Jornalista americano que é o maior especialista em massacres juvenis fala do horror em Columbine, desmonta lugares-comuns e diz como evitar essas tragédias

Apresentado por Atualizado em 9 out 2019, 10h22 - Publicado em 4 out 2019, 06h00

Na manhã de 20 de abril de 1999, quando os jovens Eric Harris e Dylan Klebold deram o tiro que deu início ao mais famoso massacre dos Estados Unidos, o jornalista e escritor Dave Cullen almoçava perto da escola Columbine High School. Ao saber do tiroteio, correu para lá. A partir daí, dedicaria a vida ao massacre: foi o primeiro jornalista a entrar na escola, virou confidente dos sobreviventes e conversou com centenas de testemunhas para montar o quebra-cabeça da tragédia. Em 2009, lançou o relato mais completo do episódio: Columbine (Editora DarkSide) — que chega ao Brasil em versão atualizada, com os diários dos assassinos. Cullen, de 58 anos, foi afetado pelo objeto de estudo: o massacre o levou à depressão. Na entrevista concedida durante passagem por São Paulo, chorou ao exibir as pulseiras que ganhou de sobreviventes. Ele fala sobre as causas e lições de Columbine e atentados similares — até mesmo do massacre ocorrido em Suzano, em março deste ano.

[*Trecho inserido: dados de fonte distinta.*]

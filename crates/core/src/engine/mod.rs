//! Pure, synchronous stages of the tipping pipeline.
//!
//! - [`amount`] - USD to smallest-unit conversion and per-recipient share
//! - [`batcher`] - Order-preserving recipient chunking
//! - [`call_plan`] - Approval and distribution call construction
//!
//! Nothing here performs I/O; these are the unit boundaries for
//! property-based tests.

mod amount;
mod batcher;
mod call_plan;

pub use amount::*;
pub use batcher::*;
pub use call_plan::*;
//! USD to on-chain amount conversion.
//!
//! All math is exact integer arithmetic on `U256`. A decimal `d` is treated
//! as `mantissa / 10^scale`, so
//!
//! ```text
//! floor(usd / price * 10^decimals)
//!   = floor(usd_m * 10^price_s * 10^decimals / (price_m * 10^usd_s))
//! ```
//!
//! and the only rounding step is the final floor division.

use std::num::NonZeroUsize;

use alloy_primitives::U256;
use rust_decimal::Decimal;

use crate::error::{DomainError, DomainResult};
use crate::models::{Currency, Distribution, ensure_positive_usd};

/// Convert a USD amount into smallest units of `currency`.
///
/// `price` is the USD-per-unit quote. It is ignored for USD-pegged tokens and
/// required (positive, non-zero) for everything else.
pub fn compute_on_chain_amount(
    usd_amount: Decimal,
    currency: &Currency,
    price: Option<Decimal>,
) -> DomainResult<U256> {
    ensure_positive_usd(usd_amount)?;

    let (usd_m, usd_s) = decompose(usd_amount)?;
    let unit = pow10(u32::from(currency.decimals))?;

    if !currency.requires_quote() {
        // floor(usd_m * 10^decimals / 10^usd_s)
        let numerator = checked_mul(usd_m, unit)?;
        return Ok(numerator / pow10(usd_s)?);
    }

    let price = price
        .filter(|p| !p.is_zero() && p.is_sign_positive())
        .ok_or_else(|| DomainError::PriceUnavailable(currency.id.clone()))?;
    let (price_m, price_s) = decompose(price)?;

    let numerator = checked_mul(checked_mul(usd_m, pow10(price_s)?)?, unit)?;
    let denominator = checked_mul(price_m, pow10(usd_s)?)?;
    Ok(numerator / denominator)
}

/// Split `total` evenly across `recipient_count` recipients.
///
/// The remainder (at most `recipient_count - 1` smallest units) is left
/// with the payer rather than handed to an arbitrary recipient.
pub fn compute_per_recipient_share(total: U256, recipient_count: NonZeroUsize) -> Distribution {
    let count = U256::from(recipient_count.get());
    let (share, remainder) = total.div_rem(count);
    Distribution {
        total,
        share,
        remainder,
        recipient_count: recipient_count.get(),
    }
}

fn decompose(value: Decimal) -> DomainResult<(U256, u32)> {
    let mantissa = u128::try_from(value.mantissa())
        .map_err(|_| DomainError::InvalidAmount(format!("negative value {}", value)))?;
    Ok((U256::from(mantissa), value.scale()))
}

fn pow10(exp: u32) -> DomainResult<U256> {
    let ten = U256::from(10u8);
    (0..exp).try_fold(U256::from(1u8), |acc, _| checked_mul(acc, ten))
}

fn checked_mul(a: U256, b: U256) -> DomainResult<U256> {
    a.checked_mul(b)
        .ok_or_else(|| DomainError::InvalidAmount("amount exceeds 256-bit range".into()))
}

#[cfg(test)]
mod tests {
    use super::*;
    use crate::models::{CurrencyKind, PricingMode};
    use alloy_primitives::Address;
    use proptest::prelude::*;
    use rust_decimal_macros::dec;

    fn native() -> Currency {
        Currency {
            id: "eth".into(),
            decimals: 18,
            kind: CurrencyKind::Native,
            pricing: PricingMode::Market,
        }
    }

    fn token(decimals: u8, pricing: PricingMode) -> Currency {
        Currency {
            id: "tok".into(),
            decimals,
            kind: CurrencyKind::Token {
                contract: Address::repeat_byte(0x11),
            },
            pricing,
        }
    }

    fn n(count: usize) -> NonZeroUsize {
        NonZeroUsize::new(count).unwrap()
    }

    // $5 at $2500/ETH is 0.002 ETH
    #[test]
    fn native_amount_uses_quote() {
        let amount = compute_on_chain_amount(dec!(5), &native(), Some(dec!(2500))).unwrap();
        assert_eq!(amount, U256::from(2_000_000_000_000_000u64));
    }

    // $1.00 of a 6-decimal stable token needs no quote
    #[test]
    fn pegged_token_ignores_quote() {
        let currency = token(6, PricingMode::UsdPegged);
        let amount = compute_on_chain_amount(dec!(1.00), &currency, None).unwrap();
        assert_eq!(amount, U256::from(1_000_000u64));

        let split = compute_per_recipient_share(amount, n(3));
        assert_eq!(split.share, U256::from(333_333u64));
        assert_eq!(split.remainder, U256::from(1u8));
    }

    #[test]
    fn market_token_uses_own_decimals() {
        let currency = token(8, PricingMode::Market);
        // $3 at $1.5 per unit = 2 units = 2 * 10^8
        let amount = compute_on_chain_amount(dec!(3), &currency, Some(dec!(1.5))).unwrap();
        assert_eq!(amount, U256::from(200_000_000u64));
    }

    // Critical: floor, never round up
    #[test]
    fn amounts_are_floored() {
        // $1 at $3 per unit with 2 decimals = 33.33.. -> 33
        let currency = token(2, PricingMode::Market);
        let amount = compute_on_chain_amount(dec!(1), &currency, Some(dec!(3))).unwrap();
        assert_eq!(amount, U256::from(33u8));

        // $0.019 pegged with 2 decimals -> 1
        let pegged = token(2, PricingMode::UsdPegged);
        let amount = compute_on_chain_amount(dec!(0.019), &pegged, None).unwrap();
        assert_eq!(amount, U256::from(1u8));
    }

    #[test]
    fn missing_or_zero_quote_is_price_unavailable() {
        for price in [None, Some(dec!(0)), Some(dec!(-2))] {
            let err = compute_on_chain_amount(dec!(5), &native(), price).unwrap_err();
            assert_eq!(err, DomainError::PriceUnavailable("eth".into()));
        }
    }

    #[test]
    fn non_positive_usd_is_invalid() {
        for usd in [dec!(0), dec!(-1)] {
            let err = compute_on_chain_amount(usd, &native(), Some(dec!(1))).unwrap_err();
            assert!(matches!(err, DomainError::InvalidAmount(_)));
        }
    }

    #[test]
    fn overflow_is_reported_not_wrapped() {
        let absurd = token(u8::MAX, PricingMode::UsdPegged);
        let err = compute_on_chain_amount(dec!(1), &absurd, None).unwrap_err();
        assert!(matches!(err, DomainError::InvalidAmount(_)));
    }

    proptest! {
        #[test]
        fn share_times_count_plus_remainder_is_total(
            total in any::<u128>(),
            count in 1usize..10_000,
        ) {
            let total = U256::from(total);
            let split = compute_per_recipient_share(total, n(count));
            prop_assert_eq!(split.share * U256::from(count) + split.remainder, total);
            prop_assert!(split.remainder < U256::from(count));
            prop_assert_eq!(split.distributed() + split.remainder, total);
        }
    }
}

Vinte anos após Columbine, o massacre ainda é a mais famosa tragédia do gênero e inspira novos atiradores em vários países. O que explica isso? A crueldade, o planejamento, a tática utilizada pelos dois adolescentes assassinos, Eric Harris e Dylan Klebold, foram inéditos. Mesmo após outras dezenas de tiroteios, não houve nenhum tão espetacular. O episódio já não está entre os dez mais letais dos Estados Unidos. Mas Columbine é visto como um exemplo a ser seguido e superado. Podemos dizer que foi a mãe de todos os massacres.

Por que os tiroteios em escolas se tornaram tão frequentes? As pessoas me perguntam o motivo dos tiroteios e quando isso vai acabar. A verdade é que estamos vivendo um momento em que elas mesmas se interessam por isso. A TV é inundada de programas sobre crimes reais e tiroteios semelhantes. As pessoas estão usando traumas reais como entretenimento. É um novo tipo de banalização da maldade, e isso é muito perigoso.

O senhor costuma questionar a imprensa e até fez um mea-culpa por ter ajudado a colocar os assassinos sob os holofotes. Mas noticiar os fatos não é dever do jornalismo? Ajudar a propagar sua fama foi, infelizmente, um erro da imprensa. Isso começou lá atrás, mas depois vieram os muitos filhotes de Columbine. São jovens que planejam e executam massacres com o intuito de imitar Eric e Dylan. Foi o que ocorreu no Brasil neste ano, em Suzano. O rosto dos jovens matadores foi reproduzido no noticiário em diversas línguas. É essa exposição que eles almejam. Devemos omitir no noticiário o nome e as imagens de quem comete esse tipo de atentado. Em vez disso, é melhor chamá-los pelo que eles são: assassinos, atiradores, criminosos.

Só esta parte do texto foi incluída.